**Activity**
Read the lines below. Copy out any that hold the string "StoreError".

**Data records**
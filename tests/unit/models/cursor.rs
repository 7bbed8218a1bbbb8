use super::*;

#[test]
fn test_starts_at_first_line() {
    let cursor = Cursor::new();
    assert_eq!(cursor.line(), 1);
    assert!(cursor.is_append(0));
    assert!(!cursor.is_append(3));
}

#[test]
fn test_set_accepts_append_position() {
    let mut cursor = Cursor::new();
    cursor.set(4, 3).unwrap();
    assert_eq!(cursor.line(), 4);
    assert!(cursor.is_append(3));
}

#[test]
fn test_set_rejects_out_of_bounds() {
    let mut cursor = Cursor::new();
    assert!(matches!(
        cursor.set(0, 3),
        Err(StoreError::NonExistentLine { line: 0, count: 3 })
    ));
    assert!(matches!(
        cursor.set(5, 3),
        Err(StoreError::NonExistentLine { line: 5, count: 3 })
    ));
    assert_eq!(cursor.line(), 1);
}

#[test]
fn test_clamp_pulls_back_after_shrink() {
    let mut cursor = Cursor::new();
    cursor.set(9, 10).unwrap();
    cursor.clamp(4);
    assert_eq!(cursor.line(), 5);
    cursor.clamp(0);
    assert_eq!(cursor.line(), 1);
}

#[test]
fn test_existing_line_falls_back_to_last() {
    let mut cursor = Cursor::new();
    assert_eq!(cursor.existing_line(0), None);
    assert_eq!(cursor.existing_line(3), Some(1));
    cursor.set(4, 3).unwrap();
    assert_eq!(cursor.existing_line(3), Some(3));
}

#[test]
fn test_after_insert_moves_below() {
    let mut cursor = Cursor::new();
    cursor.after_insert(1, 1);
    assert_eq!(cursor.line(), 2);
    cursor.after_insert(1, 2);
    assert_eq!(cursor.line(), 2);
}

**Answer for this exercise**
        Err(StoreError::NonExistentLine { line: 0, count: 3 })
        Err(StoreError::NonExistentLine { line: 5, count: 3 })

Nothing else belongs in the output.